What is expected
Could you return every line of the records below that contains the word "Some"?

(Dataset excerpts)
· · ·
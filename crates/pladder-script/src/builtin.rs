//! The `builtin` command group: string and argument helpers plus the
//! commands intertwined with the interpreter itself (`eval`, `let`,
//! `trace`, ...).

use std::mem;
use std::sync::Arc;

use itertools::Itertools;
use smol_str::SmolStr;

use crate::command::{Callable, CommandResult, Signature};
use crate::context::Context;
use crate::error::{EvalError, ScriptError};
use crate::eval::{apply_call, interpret};
use crate::parser::escape;
use crate::registry::{CommandRegistry, TableGroup};
use crate::trace::{TraceMode, render_trace};

/// Creates the `builtin` group on `registry` and returns a handle to it.
pub fn register_builtin_commands(
    registry: &mut CommandRegistry,
) -> Result<Arc<TableGroup>, ScriptError> {
    let cmds = registry.new_command_group("builtin")?;
    // Strings
    cmds.register(
        "echo",
        Signature::new().optional("text", "").varargs(),
        Callable::plain(|args| Ok(args.into_iter().next().unwrap_or_default())),
    );
    cmds.register(
        "concat",
        Signature::new().rest("args"),
        Callable::plain(|args| Ok(args.iter().map(|arg| arg.trim()).join(" "))),
    );
    cmds.register(
        "escape",
        Signature::new().optional("text", "").varargs(),
        Callable::plain(|args| Ok(escape(&args[0]))),
    );
    // Booleans
    cmds.register(
        "=",
        Signature::new().required("value1").required("value2"),
        Callable::plain(|args| Ok(bool_to_script(args[0] == args[1]))),
    );
    cmds.register(
        "/=",
        Signature::new().required("value1").required("value2"),
        Callable::plain(|args| Ok(bool_to_script(args[0] != args[1]))),
    );
    cmds.register(
        "bool",
        Signature::new().required("value"),
        Callable::plain(|args| Ok(bool_to_script(bool_from_script(&args[0])?))),
    );
    cmds.register(
        "if",
        Signature::new()
            .required("condition")
            .required("then_value")
            .required("else_value"),
        Callable::plain(|args| {
            let index = if bool_from_script(&args[0])? { 1 } else { 2 };
            Ok(args[index].clone())
        }),
    );
    // Integers
    cmds.register(
        "random-range",
        Signature::new()
            .required("start")
            .required("exl_end")
            .optional("step", "1"),
        Callable::plain(random_range),
    );
    // Arguments
    cmds.register(
        "first",
        Signature::new().rest("args"),
        Callable::plain(|args| {
            args.first()
                .cloned()
                .ok_or_else(|| ScriptError::Command("first: no arguments given".to_string()))
        }),
    );
    cmds.register(
        "last",
        Signature::new().rest("args"),
        Callable::plain(|args| {
            args.last()
                .cloned()
                .ok_or_else(|| ScriptError::Command("last: no arguments given".to_string()))
        }),
    );
    cmds.register(
        "nth",
        Signature::new().required("index").rest("args"),
        Callable::plain(nth),
    );
    cmds.register(
        "pick",
        Signature::new().rest("args"),
        Callable::plain(|args| {
            if args.is_empty() {
                Ok(String::new())
            } else {
                Ok(args[rand::random_range(0..args.len())].clone())
            }
        }),
    );
    cmds.register("wpick", Signature::new().rest("args"), Callable::plain(wpick));
    // Intertwined with the interpreter
    cmds.register(
        "eval",
        Signature::new().required("script"),
        Callable::contextual(|context, args| interpret(context, &args[0])),
    );
    cmds.register(
        "eval-pick",
        Signature::new().rest("args"),
        Callable::contextual(|context, args| {
            let script = if args.is_empty() {
                String::new()
            } else {
                args[rand::random_range(0..args.len())].clone()
            };
            interpret(context, &script)
        }),
    );
    cmds.register(
        "comp",
        Signature::new().required("command1").rest("command2"),
        Callable::contextual(|context, args| {
            let command2_result = apply_words(context, args[1..].to_vec())?;
            apply_words(context, vec![args[0].clone(), command2_result])
        }),
    );
    cmds.register(
        "repeat",
        Signature::new().required("count").required("script"),
        Callable::contextual(repeat),
    );
    cmds.register(
        "let",
        Signature::new().rest("args"),
        Callable::contextual(let_command),
    );
    // Documentation
    cmds.register(
        "version",
        Signature::new(),
        Callable::plain(|_| Ok(env!("CARGO_PKG_VERSION").to_string())),
    );
    cmds.register(
        "help",
        Signature::new().optional("type", "").optional("name", ""),
        Callable::contextual(help),
    );
    cmds.register(
        "source",
        Signature::new().required("command_name"),
        Callable::contextual(|context, args| {
            Ok(match context.commands.lookup_command(&args[0]) {
                Some(command) => command.source().to_string(),
                None => format!("Unknown command name: {}", args[0]),
            })
        }),
    );
    // Debugging
    cmds.register(
        "show-args",
        Signature::new().rest("args"),
        Callable::plain(|args| Ok(format!("{args:?}"))),
    );
    cmds.register(
        "show-context",
        Signature::new(),
        Callable::contextual(|context, _args| {
            Ok(format!(
                "{{commands: ..., metadata: {:?}, command_name: {:?}}}",
                context.metadata, context.command_name
            ))
        }),
    );
    cmds.register(
        "trace",
        Signature::new().required("mode").required("script"),
        Callable::contextual(trace),
    );
    Ok(cmds)
}

fn bool_to_script(value: bool) -> String {
    if value { "true" } else { "false" }.to_string()
}

fn bool_from_script(text: &str) -> Result<bool, ScriptError> {
    match text {
        "true" => Ok(true),
        "false" => Ok(false),
        _ => Err(ScriptError::Command(format!(
            "Expected \"true\" or \"false\", got \"{text}\""
        ))),
    }
}

fn parse_int(text: &str) -> Result<i64, ScriptError> {
    text.trim()
        .parse()
        .map_err(|_| ScriptError::Command(format!("Not a number: {text}")))
}

fn random_range(args: Vec<String>) -> CommandResult {
    let start = parse_int(&args[0])?;
    let end = parse_int(&args[1])?;
    let step = parse_int(&args[2])?;
    if step == 0 {
        return Err(ScriptError::Command(
            "random-range: step must not be zero".to_string(),
        ));
    }
    let span = if step > 0 { end - start } else { start - end };
    let count = (span + step.abs() - 1).div_euclid(step.abs());
    if count <= 0 {
        return Err(ScriptError::Command("random-range: empty range".to_string()));
    }
    Ok((start + rand::random_range(0..count) * step).to_string())
}

fn nth(args: Vec<String>) -> CommandResult {
    let index = parse_int(&args[0])?;
    let rest = &args[1..];
    if index < 0 || index as usize >= rest.len() {
        return Err(ScriptError::Command("nth: index out of range".to_string()));
    }
    Ok(rest[index as usize].clone())
}

fn wpick(args: Vec<String>) -> CommandResult {
    if args.len() % 2 != 0 {
        return Err(ScriptError::Command(
            "Got an odd number of elements".to_string(),
        ));
    }
    let mut weights = Vec::with_capacity(args.len() / 2);
    let mut values = Vec::with_capacity(args.len() / 2);
    for (weight, value) in args.iter().tuples() {
        let weight = parse_int(weight)?;
        if weight < 0 {
            return Err(ScriptError::Command(format!("Negative weight: {weight}")));
        }
        weights.push(weight as u64);
        values.push(value);
    }
    let total: u64 = weights.iter().sum();
    if total == 0 {
        return Err(ScriptError::Command(
            "Total of weights must be greater than zero".to_string(),
        ));
    }
    let mut remaining = rand::random_range(0..total);
    for (weight, value) in weights.iter().zip(&values) {
        if remaining < *weight {
            return Ok(value.to_string());
        }
        remaining -= weight;
    }
    unreachable!("total weight covers every pick")
}

/// Looks a command up and applies it directly, without recording a trace
/// entry. Backs `comp`.
fn apply_words(context: &mut Context, words: Vec<String>) -> CommandResult {
    let mut words = words.into_iter();
    let Some(command_name) = words.next().map(SmolStr::from) else {
        return Ok(String::new());
    };
    let arguments: Vec<String> = words.collect();
    let Some(command) = context.commands.lookup_command(&command_name) else {
        return Err(EvalError::UnknownCommand(command_name).into());
    };
    let saved_name = mem::replace(&mut context.command_name, command_name.clone());
    let result = apply_call(context, &command, &command_name, &arguments);
    context.command_name = saved_name;
    result
}

fn repeat(context: &mut Context, args: Vec<String>) -> CommandResult {
    let count = parse_int(&args[0])?;
    let mut texts = Vec::new();
    for _ in 0..count.max(0) {
        texts.push(interpret(context, &args[1])?);
    }
    Ok(texts.join("   "))
}

fn let_command(context: &mut Context, args: Vec<String>) -> CommandResult {
    if args.len() % 2 != 1 {
        return Err(ScriptError::Command(
            "Let accepts an odd number of arguments (name-value pairs and a body)".to_string(),
        ));
    }
    let (body, bindings) = args.split_last().expect("checked above: args is odd-length");
    let mut environment = context.environment.clone();
    for (name, value) in bindings.iter().tuples() {
        environment.insert(SmolStr::new(name), value.clone());
    }
    let saved = mem::replace(&mut context.environment, environment);
    let result = interpret(context, body);
    context.environment = saved;
    result
}

fn help(context: &mut Context, args: Vec<String>) -> CommandResult {
    let mut kind = args[0].clone();
    let mut name = args[1].clone();
    if !kind.is_empty() && !kind.starts_with('-') {
        name = mem::replace(&mut kind, "-command".to_string());
    }
    match kind.as_str() {
        "-group" if name.is_empty() => {
            let mut groups = context.commands.list_groups();
            groups.sort();
            Ok(format!(
                "Command groups ({}): {}",
                groups.len(),
                groups.iter().join(", ")
            ))
        }
        "-group" => match context.commands.lookup_group(&name) {
            None => Ok(format!("Unknown group: {name}")),
            Some(group) => {
                let mut command_names = group.list_commands();
                command_names.sort();
                Ok(format!(
                    "Commands in {name} group ({}): {}",
                    command_names.len(),
                    command_names.iter().join(", ")
                ))
            }
        },
        "-command" if name.is_empty() => {
            let mut command_names = context.commands.list_commands();
            command_names.sort();
            Ok(format!(
                "Commands ({}): {}",
                command_names.len(),
                command_names.iter().join(", ")
            ))
        }
        "-command" => match context.commands.lookup_command(&name) {
            None => Ok(format!("Unknown command: {name}")),
            Some(command) => Ok(format!("Usage: {}", command.usage())),
        },
        _ => Ok([
            "Usage: help (-group|-command) [name]",
            "List groups: help -group",
            "List commands in group: help -group <name>",
            "Show usage of command: help [-command] <name>",
        ]
        .join("   ")),
    }
}

fn trace(context: &mut Context, args: Vec<String>) -> CommandResult {
    let Some(mode) = TraceMode::from_flag(&args[0]) else {
        return Ok("Mode must be one of: -brief, -results, -full".to_string());
    };
    let mut subcontext =
        Context::new(Arc::clone(&context.commands)).with_metadata(context.metadata.clone());
    // The outcome does not matter here; failed invocations show up in the
    // trace with their error.
    let _ = interpret(&mut subcontext, &args[1]);
    Ok(render_trace(&subcontext.trace, mode))
}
· · ·
Reply
                Some(command) => command.source().to_string(),
    let Some(command_name) = words.next().map(SmolStr::from) else {
    let Some(command) = context.commands.lookup_command(&command_name) else {
            Some(group) => {
            Some(command) => Ok(format!("Usage: {}", command.usage())),
    let Some(mode) = TraceMode::from_flag(&args[0]) else {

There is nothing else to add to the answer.